For employees included in the health system's ACO for the first time this year, Advocate introduced a financial incentive to quit smoking and tools to do so. Employees and dependents must quit smoking by July 1 or face a $25 fee on their monthly premiums for each smoker starting next January. Incentives previously were tied to whether employees agreed to screening for key health measures and attended coaching, and employees will continue to receive cash for healthcare costs if they get screened or seek help.
Sacks and others said providers also are seeking benefits that steer patients toward hospitals and doctors that are under the accountable care contract.
When patients confront higher out-of-pocket costs outside the limited ACO network, Sacks said, they are less inclined to shop around for providers who are ready and willing to deliver some overused services, such as imaging for back pain, even when research suggests the treatment is not needed.
A 2011 survey of accountable care that included some of the largest U.S. insurers found some had lowered premiums or copayments for patients who see ACO providers. Overall, insurers made few benefit changes, according to results of the survey by the trade group America's Health Insurance Plans.
Insurers reported some health plans already included incentives and said they delayed benefit design changes to focus first on new incentives for providers. Insurers also reported concern that patients would feel “locked in” by benefits that limited choice.
Some of the nation's largest insurers are signing healthcare providers to accountable care contracts. Those deals could include incentives for healthy behavior, but at the employer's discretion, one major insurer said.
Incentives to encourage weight loss, smoking cessation and preventive care have grown more widespread under health plans offered by employers.
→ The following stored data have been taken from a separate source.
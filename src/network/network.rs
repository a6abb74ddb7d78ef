use rand::Rng;

use crate::error::{Error, Result};
use crate::math::matrix::Matrix;
use crate::math::scalar::logistic;

/// The network state: one bias-augmented activation buffer per layer and
/// one weight matrix per transition between consecutive layers.
///
/// Slot 0 of every buffer is the bias slot. Buffers and the forward-pass
/// scratch vector are allocated once here and rewritten in place by every
/// [`evaluate`](Network::evaluate) call; weights are only ever mutated by
/// weight adjustment during training.
#[derive(Debug)]
pub struct Network {
    pub(crate) topology: Vec<usize>,
    pub(crate) layers: Vec<Vec<f32>>,
    pub(crate) weights: Vec<Matrix>,
    // Intermediate sums for one transition, sized like layer 0.
    pub(crate) scratch: Vec<f32>,
}

impl Network {
    /// Builds a network with randomly initialized weights.
    ///
    /// `topology[i]` is the number of functional units in layer `i`; the
    /// bias unit is added internally. Fails if fewer than two layers are
    /// given or any layer is empty.
    pub fn new(topology: &[usize]) -> Result<Network> {
        Network::with_rng(topology, &mut rand::thread_rng())
    }

    /// Like [`new`](Network::new), but draws the initial weights from a
    /// caller-supplied random source, making construction deterministic
    /// for a seeded generator.
    pub fn with_rng(topology: &[usize], rng: &mut impl Rng) -> Result<Network> {
        validate_topology(topology)?;
        let weights = (0..topology.len() - 1)
            .map(|i| Matrix::random(topology[i] + 1, topology[i + 1] + 1, rng))
            .collect();
        Ok(Network::assemble(topology, weights))
    }

    /// Builds a network from previously obtained weight matrices, for
    /// resuming training or injecting known weights.
    ///
    /// Every matrix must have exactly the shape the topology implies:
    /// `(topology[i] + 1) × (topology[i+1] + 1)`.
    pub fn with_weights(topology: &[usize], weights: Vec<Matrix>) -> Result<Network> {
        validate_topology(topology)?;
        if weights.len() != topology.len() - 1 {
            return Err(Error::ShapeMismatch(format!(
                "expected {} weight matrices for this topology, got {}",
                topology.len() - 1,
                weights.len()
            )));
        }
        for (i, m) in weights.iter().enumerate() {
            let rows = topology[i] + 1;
            let cols = topology[i + 1] + 1;
            let data_ok = m.data.len() == rows && m.data.iter().all(|row| row.len() == cols);
            if m.rows != rows || m.cols != cols || !data_ok {
                return Err(Error::ShapeMismatch(format!(
                    "weight matrix {i} must be {rows}x{cols}, got {}x{}",
                    m.rows, m.cols
                )));
            }
        }
        Ok(Network::assemble(topology, weights))
    }

    fn assemble(topology: &[usize], weights: Vec<Matrix>) -> Network {
        let layers: Vec<Vec<f32>> = topology.iter().map(|&n| vec![0.0; n + 1]).collect();
        let scratch = vec![0.0; layers[0].len()];
        Network {
            topology: topology.to_vec(),
            layers,
            weights,
            scratch,
        }
    }

    /// Runs a forward pass for `stimulus` and returns the output layer.
    ///
    /// The stimulus fills slots `1..` of the input layer. For each
    /// transition the source layer's bias slot is pinned to 1.0, the
    /// row-sum combinator produces the intermediate sums, and the logistic
    /// function writes the next layer index by index. After the last
    /// transition the output layer's slot 0 is cleared to 0.0, since the
    /// bias position is not a real output.
    ///
    /// # Panics
    /// Panics if `stimulus.len() != self.input_len()`.
    pub fn evaluate(&mut self, stimulus: &[f32]) -> &[f32] {
        assert_eq!(
            stimulus.len(),
            self.input_len(),
            "stimulus length must equal the input layer size"
        );
        self.layers[0][1..].copy_from_slice(stimulus);

        for i in 0..self.weights.len() {
            self.layers[i][0] = 1.0;
            self.weights[i].row_sum_scale(&self.layers[i], &mut self.scratch);
            let next = &mut self.layers[i + 1];
            for (unit, z) in next.iter_mut().zip(&self.scratch) {
                *unit = logistic(*z);
            }
        }

        let last = self.layers.len() - 1;
        self.layers[last][0] = 0.0;
        &self.layers[last]
    }

    /// The layer sizes this network was built from (bias units excluded).
    pub fn topology(&self) -> &[usize] {
        &self.topology
    }

    /// Number of stimulus elements [`evaluate`](Network::evaluate) expects.
    pub fn input_len(&self) -> usize {
        self.topology[0]
    }

    /// Length of the bias-augmented output layer, `topology[last] + 1`.
    pub fn output_len(&self) -> usize {
        self.topology[self.topology.len() - 1] + 1
    }

    /// The weight matrices, one per layer transition.
    pub fn weights(&self) -> &[Matrix] {
        &self.weights
    }

    /// The bias-augmented activation buffers, as left by the most recent
    /// forward pass.
    pub fn activations(&self) -> &[Vec<f32>] {
        &self.layers
    }

    /// The output layer as left by the most recent forward pass.
    pub fn output(&self) -> &[f32] {
        &self.layers[self.layers.len() - 1]
    }
}

fn validate_topology(topology: &[usize]) -> Result<()> {
    if topology.len() < 2 {
        return Err(Error::InvalidTopology(format!(
            "need at least an input and an output layer, got {} entries",
            topology.len()
        )));
    }
    if let Some(pos) = topology.iter().position(|&n| n == 0) {
        return Err(Error::InvalidTopology(format!("layer {pos} has zero units")));
    }
    Ok(())
}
Cash, gift cards or reduced health insurance premiums are increasingly awarded to workers who complete health evaluations, reduce a major health risk, such as smoking, or work with coaches to prevent complications from ailments such as congestive heart failure. Other companies require workers with health risks to pay more.
Cigna has nearly 60 accountable care contracts, but the agreements' incentives to improve health stop with hospitals and doctors.
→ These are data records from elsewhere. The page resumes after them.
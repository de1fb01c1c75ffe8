use std::{fmt, sync::Arc};

use log::*;

use crate::{
    catalog::ResolutionCatalog,
    consts,
    driver::{Driver, DriverResult, OpenRequest},
    frame::FrameSynchronizer,
    settings::{
        AddressWidth, DepthMode, InitParams, RegisterSpace, Resolution as _, StreamInfo, StreamKind,
    },
    CamError, CamResult,
};

#[derive(Debug, Clone, Copy, Default, PartialEq, Eq)]
/// Which physical device the session is bound to.
pub enum DeviceSelection {
    #[default]
    Unbound,
    Bound(u32),
}

#[derive(Debug, Clone, Copy, PartialEq, Eq)]
/// A best-effort device feature configured on open.
pub enum Feature {
    AutoExposure,
    AutoWhiteBalance,
    IrIntensity,
}

impl fmt::Display for Feature {
    fn fmt(&self, f: &mut fmt::Formatter<'_>) -> fmt::Result {
        match self {
            Self::AutoExposure => f.write_str("auto-exposure"),
            Self::AutoWhiteBalance => f.write_str("auto-white balance"),
            Self::IrIntensity => f.write_str("IR intensity"),
        }
    }
}

#[derive(Debug, Clone, Copy, Default, PartialEq, Eq)]
/// Outcome of a best-effort feature change.
pub enum FeatureState {
    #[default]
    Untouched,
    Applied,
    Failed,
}

#[derive(Debug, Clone, Copy, Default, PartialEq, Eq)]
/// Outcome of the best-effort feature changes of the last open.
pub struct FeatureStatus {
    pub auto_exposure: FeatureState,
    pub auto_white_balance: FeatureState,
    pub ir_intensity: FeatureState,
}

impl FeatureStatus {
    /// Returns true if any feature change failed.
    pub fn is_degraded(&self) -> bool {
        [self.auto_exposure, self.auto_white_balance, self.ir_intensity]
            .contains(&FeatureState::Failed)
    }

    fn set(&mut self, feature: Feature, state: FeatureState) {
        match feature {
            Feature::AutoExposure => self.auto_exposure = state,
            Feature::AutoWhiteBalance => self.auto_white_balance = state,
            Feature::IrIntensity => self.ir_intensity = state,
        }
    }
}

/// Open/close lifecycle of one device, owning the driver handle.
///
/// Dropping the session closes the device.
pub struct DeviceSession<D: Driver> {
    driver: D,
    selection: DeviceSelection,
    catalog: ResolutionCatalog,
    color_res_index: usize,
    depth_res_index: usize,
    framerate: u32,
    depth_data_type: i32,
    depth_mode: DepthMode,
    features: FeatureStatus,
    sync: Arc<FrameSynchronizer>,
}

impl<D: Driver> DeviceSession<D> {
    pub fn new(driver: D) -> Self {
        Self {
            driver,
            selection: DeviceSelection::Unbound,
            catalog: ResolutionCatalog::default(),
            color_res_index: 0,
            depth_res_index: 0,
            framerate: consts::DEFAULT_FRAMERATE,
            depth_data_type: consts::DEFAULT_DEPTH_DATA_TYPE,
            depth_mode: DepthMode::default(),
            features: FeatureStatus::default(),
            sync: Arc::new(FrameSynchronizer::new()),
        }
    }

    pub fn driver_mut(&mut self) -> &mut D {
        &mut self.driver
    }

    /// Rescans the resolutions of `dev_index`.
    ///
    /// The scan replaces the cached catalog unless another device is bound, whose
    /// streams keep being served from the catalog it was opened with.
    pub fn scan_resolutions(&mut self, dev_index: u32) -> ResolutionCatalog {
        let catalog = ResolutionCatalog::scan(&mut self.driver, dev_index);

        match self.selection {
            DeviceSelection::Bound(bound) if bound != dev_index => {
                debug!("Device {bound} is open, not caching resolutions of device {dev_index}");
            }
            _ => self.catalog = catalog.clone(),
        }

        catalog
    }

    /// Opens the device described by `params`.
    ///
    /// An already opened device is closed first. Auto-exposure, auto-white balance
    /// and IR intensity are best-effort, see [`Self::features`]. Resolution indices
    /// and framerate are only committed once the driver accepted the open.
    pub fn open(&mut self, params: &InitParams) -> CamResult<()> {
        if self.is_opened() {
            info!("Closing device before reopening it");
            self.close();
        }

        let dev_index = params.dev_index;

        if let Err(e) = self
            .driver
            .set_depth_data_type(dev_index, params.depth_data_type)
        {
            warn!("Unable to set depth data type {} ({e})", params.depth_data_type);
        }
        debug!("Depth data type: {}", params.depth_data_type);

        self.features = FeatureStatus::default();
        let res = self.driver.set_auto_exposure(dev_index, params.state_ae);
        self.record_toggle(Feature::AutoExposure, params.state_ae, res);

        let res = self.driver.set_auto_white_balance(dev_index, params.state_awb);
        self.record_toggle(Feature::AutoWhiteBalance, params.state_awb, res);

        let framerate = if params.framerate > 0 {
            params.framerate as u32
        } else {
            self.framerate
        };
        info!("-- Framerate: {framerate}");

        if self.catalog.is_stale_for(dev_index) {
            self.catalog = ResolutionCatalog::scan(&mut self.driver, dev_index);
        }

        let color_res_index =
            usize::try_from(params.color_info_index).unwrap_or(self.color_res_index);
        let depth_res_index =
            usize::try_from(params.depth_info_index).unwrap_or(self.depth_res_index);

        let color = self.catalog.entry(StreamKind::Color, color_res_index)?.clone();
        let depth = self.catalog.entry(StreamKind::Depth, depth_res_index)?.clone();
        info!("-- Color Stream: {color}");
        info!("-- Depth Stream: {depth}");
        debug!("Depth frame size: {} bytes", depth.depth_frame_size());

        if !consts::SUPPORTED_DEPTH_DATA_TYPES.contains(&params.depth_data_type) {
            error!("Depth data type ({}) not supported", params.depth_data_type);
            return Err(CamError::UnsupportedDepthDataType {
                data_type: params.depth_data_type,
            });
        }

        if let Ok(intensity) = u16::try_from(params.ir_intensity) {
            self.apply_ir_intensity(dev_index, intensity);
        }

        let session = self.sync.arm(depth.width, depth.height)?;

        let request = OpenRequest {
            dev_index,
            color_slot: color.slot,
            color_to_rgb: consts::open::COLOR_TO_RGB,
            depth_slot: depth.slot,
            depth_switch: consts::open::DEPTH_STREAM_SWITCH,
            ctrl_mode: consts::open::CTRL_MODE,
            framerate,
        };

        match self.driver.open_device(&request, self.sync.handler(session)) {
            Ok(negotiated) => {
                self.selection = DeviceSelection::Bound(dev_index);
                self.color_res_index = color_res_index;
                self.depth_res_index = depth_res_index;
                self.depth_data_type = params.depth_data_type;
                self.depth_mode = params.depth_mode;
                self.framerate = if negotiated > 0 { negotiated } else { framerate };

                info!("Device {dev_index} opened at {} fps", self.framerate);
                Ok(())
            }
            Err(e) => {
                error!("Unable to open device {dev_index} ({e})");
                self.selection = DeviceSelection::Unbound;
                self.sync.release();

                Err(CamError::OpenFailed { dev_index })
            }
        }
    }

    /// Records the outcome of an auto-exposure or auto-white balance toggle.
    fn record_toggle(&mut self, feature: Feature, enabled: bool, res: DriverResult<()>) -> FeatureState {
        let state = match res {
            Ok(()) => {
                info!(
                    "-- {} state: {}",
                    feature,
                    if enabled { "enabled" } else { "disabled" }
                );
                FeatureState::Applied
            }
            Err(e) => {
                warn!(
                    "-- {} {} failed ({e})",
                    if enabled { "Enable" } else { "Disable" },
                    feature
                );
                FeatureState::Failed
            }
        };

        self.features.set(feature, state);
        state
    }

    fn apply_ir_intensity(&mut self, dev_index: u32, intensity: u16) -> FeatureState {
        let res = self.driver.write_register(
            dev_index,
            RegisterSpace::Firmware,
            consts::register::IR_INTENSITY,
            intensity,
            AddressWidth::OneByte,
        );

        let state = match res {
            Ok(()) => {
                info!("-- IR intensity: {intensity}");
                FeatureState::Applied
            }
            Err(e) => {
                warn!("-- IR intensity: {intensity} (failed: {e})");
                FeatureState::Failed
            }
        };

        self.features.set(Feature::IrIntensity, state);
        state
    }

    fn feature_result(feature: Feature, state: FeatureState) -> CamResult<()> {
        match state {
            FeatureState::Failed => Err(CamError::Feature { feature }),
            _ => Ok(()),
        }
    }

    /// Enables or disables auto-exposure on the opened device.
    pub fn set_auto_exposure(&mut self, enabled: bool) -> CamResult<()> {
        let dev_index = self.bound_index()?;
        let res = self.driver.set_auto_exposure(dev_index, enabled);
        let state = self.record_toggle(Feature::AutoExposure, enabled, res);

        Self::feature_result(Feature::AutoExposure, state)
    }

    /// Enables or disables auto-white balance on the opened device.
    pub fn set_auto_white_balance(&mut self, enabled: bool) -> CamResult<()> {
        let dev_index = self.bound_index()?;
        let res = self.driver.set_auto_white_balance(dev_index, enabled);
        let state = self.record_toggle(Feature::AutoWhiteBalance, enabled, res);

        Self::feature_result(Feature::AutoWhiteBalance, state)
    }

    /// Changes the IR projector intensity of the opened device.
    pub fn set_ir_intensity(&mut self, intensity: u16) -> CamResult<()> {
        let dev_index = self.bound_index()?;
        let state = self.apply_ir_intensity(dev_index, intensity);

        Self::feature_result(Feature::IrIntensity, state)
    }

    pub fn is_opened(&self) -> bool {
        matches!(self.selection, DeviceSelection::Bound(_))
    }

    pub fn selection(&self) -> DeviceSelection {
        self.selection
    }

    fn bound_index(&self) -> CamResult<u32> {
        match self.selection {
            DeviceSelection::Bound(dev_index) => Ok(dev_index),
            DeviceSelection::Unbound => Err(CamError::NotOpened),
        }
    }

    /// Closes the device. Does nothing if it isn't opened.
    ///
    /// The driver stops delivering frames before the depth buffer is released.
    pub fn close(&mut self) {
        if let DeviceSelection::Bound(dev_index) = self.selection {
            if let Err(e) = self.driver.close_device(dev_index) {
                warn!("Error while closing device {dev_index} ({e})");
            }
            self.selection = DeviceSelection::Unbound;
            info!("Device {dev_index} closed");
        }

        self.sync.release();
    }

    pub fn read_register(
        &mut self,
        space: RegisterSpace,
        address: u16,
        width: AddressWidth,
    ) -> CamResult<u16> {
        let dev_index = self.bound_index()?;

        self.driver
            .read_register(dev_index, space, address, width)
            .map_err(|e| {
                warn!("Reading {space:?} register {address:#06X} failed ({e})");
                CamError::RegisterAccess { address }
            })
    }

    pub fn write_register(
        &mut self,
        space: RegisterSpace,
        address: u16,
        value: u16,
        width: AddressWidth,
    ) -> CamResult<()> {
        let dev_index = self.bound_index()?;

        self.driver
            .write_register(dev_index, space, address, value, width)
            .map_err(|e| {
                warn!("Writing {space:?} register {address:#06X} failed ({e})");
                CamError::RegisterAccess { address }
            })
    }

    /// Stream bound on the opened device.
    pub fn stream(&self, kind: StreamKind) -> Option<&StreamInfo> {
        if !self.is_opened() {
            return None;
        }

        let index = match kind {
            StreamKind::Color => self.color_res_index,
            StreamKind::Depth => self.depth_res_index,
        };
        self.catalog.entry(kind, index).ok()
    }

    pub fn framerate(&self) -> u32 {
        self.framerate
    }

    pub fn depth_data_type(&self) -> i32 {
        self.depth_data_type
    }

    pub fn depth_mode(&self) -> DepthMode {
        self.depth_mode
    }

    pub fn features(&self) -> FeatureStatus {
        self.features
    }

    pub fn synchronizer(&self) -> &Arc<FrameSynchronizer> {
        &self.sync
    }
}

impl<D: Driver> Drop for DeviceSession<D> {
    fn drop(&mut self) {
        self.close();
    }
}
Employers separately negotiate with Cigna for health benefits that prod workers to eat well, exercise or adopt other healthy behaviors. But not all ACO executives say they need insurance benefits to help them deliver value.
Officials with the Palo Alto (Calif.) Medical Foundation, which has accountable care contracts with Cigna and two large employers, do not attempt to negotiate benefits that influence patient behavior, said Cecilia Montalvo, vice president of strategy and business development.
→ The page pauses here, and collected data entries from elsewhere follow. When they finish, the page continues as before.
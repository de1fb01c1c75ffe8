//! Capability surface of the vendor driver.
//!
//! The driver owns the device handles and a delivery thread of its own. It reports
//! its status as plain integer codes, which the session translates into [`crate::CamError`].

use crate::settings::{AddressWidth, RegisterSpace};

/// Status code returned by a failed driver call.
#[derive(thiserror::Error, Debug, Clone, Copy, PartialEq, Eq)]
#[error("driver call failed with status {0}")]
pub struct DriverError(pub i32);

pub type DriverResult<T> = Result<T, DriverError>;

#[repr(i32)]
#[derive(Debug, Clone, Copy, PartialEq, Eq, int_enum::IntEnum)]
/// Image type tag attached to every delivered frame.
pub enum FrameKind {
    ColorYuy2 = 0,
    ColorRgb24 = 1,
    ColorMjpg = 2,
    Depth8Bits = 3,
    Depth8Bits0x80 = 4,
    Depth11Bits = 5,
    Depth14Bits = 6,
}

impl FrameKind {
    pub fn is_color(self) -> bool {
        matches!(self, Self::ColorYuy2 | Self::ColorRgb24 | Self::ColorMjpg)
    }

    pub fn is_depth(self) -> bool {
        !self.is_color()
    }
}

/// Device description as reported by the driver.
#[derive(Debug, Clone, PartialEq, Eq)]
pub struct RawDeviceInfo {
    pub name: String,
    pub device_type: i32,
    pub vid: u16,
    pub pid: u16,
    pub chip_id: i32,
}

/// One entry of a driver resolution list. A non-positive width marks an unused slot.
#[derive(Debug, Clone, Copy, Default, PartialEq, Eq)]
pub struct RawStreamEntry {
    pub width: i32,
    pub height: i32,
    pub is_mjpg: bool,
}

/// A frame handed to the registered [`FrameHandler`].
///
/// `data` is only borrowed for the duration of the call.
#[derive(Debug, Clone, Copy)]
pub struct RawFrame<'a> {
    /// Raw image type, see [`FrameKind`].
    pub image_type: i32,
    pub image_id: i32,
    pub data: &'a [u8],
    pub width: i32,
    pub height: i32,
    pub serial_number: i32,
}

/// Callback invoked by the driver on its own thread for every frame.
pub type FrameHandler = Box<dyn FnMut(RawFrame<'_>) + Send + 'static>;

/// Arguments of [`Driver::open_device`]. Stream indices are driver slots.
#[derive(Debug, Clone, Copy, PartialEq, Eq)]
pub struct OpenRequest {
    pub dev_index: u32,
    pub color_slot: usize,
    pub color_to_rgb: bool,
    pub depth_slot: usize,
    pub depth_switch: i32,
    pub ctrl_mode: u8,
    pub framerate: u32,
}

/// Operations the vendor driver has to provide.
///
/// Implementations must guarantee that once `close_device` returns,
/// the handler registered by `open_device` is never invoked again.
pub trait Driver: Send {
    /// Returns the amount of devices currently connected.
    fn device_count(&mut self) -> DriverResult<u32>;

    fn device_info(&mut self, dev_index: u32) -> DriverResult<RawDeviceInfo>;

    fn firmware_version(&mut self, dev_index: u32) -> DriverResult<String>;

    /// Returns at most `max_entries` color and depth entries, empty slots included.
    fn resolutions(
        &mut self,
        dev_index: u32,
        max_entries: usize,
    ) -> DriverResult<(Vec<RawStreamEntry>, Vec<RawStreamEntry>)>;

    fn set_depth_data_type(&mut self, dev_index: u32, data_type: i32) -> DriverResult<()>;

    fn set_auto_exposure(&mut self, dev_index: u32, enabled: bool) -> DriverResult<()>;

    fn set_auto_white_balance(&mut self, dev_index: u32, enabled: bool) -> DriverResult<()>;

    /// Opens the device and starts delivering frames to `handler`.
    ///
    /// Returns the framerate actually negotiated with the device.
    fn open_device(&mut self, request: &OpenRequest, handler: FrameHandler) -> DriverResult<u32>;

    fn close_device(&mut self, dev_index: u32) -> DriverResult<()>;

    fn read_register(
        &mut self,
        dev_index: u32,
        space: RegisterSpace,
        address: u16,
        width: AddressWidth,
    ) -> DriverResult<u16>;

    fn write_register(
        &mut self,
        dev_index: u32,
        space: RegisterSpace,
        address: u16,
        value: u16,
        width: AddressWidth,
    ) -> DriverResult<()>;
}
Montalvo said physicians have ample opportunity to improve care coordination for complex and costly patients. Indeed, many accountable care officials said the model itself allows them to better influence patients' choices through clinical efforts to improve care coordination and more effective communication
Rick Igram, vice president of contracting for St. Joseph Health System, said its accountable care contract with Blue Shield of California allows greater flexibility to use payments from the insurer to support programs help patients manage chronic diseases or reduce health risks.
Dr. Joel Kaufman, executive director and CEO of the Lifespan Physicians Professional Service Organization, which includes 950 doctors, said its accountable care effort with UnitedHealthcare is striving to remove barriers to care for complex patients and must find ways to clearly convey treatment options and recommendations to patients and between clinicians.
Lifespan's employees in January for the first time were offered $250 for a healthy weight and $50 to be smoke free—as an employer that self-insures, Lifespan is trying reduce its health spending, Kaufman said. But its accountable care contract with UnitedHealthcare did not address health benefit design. “We just haven't gotten there yet.”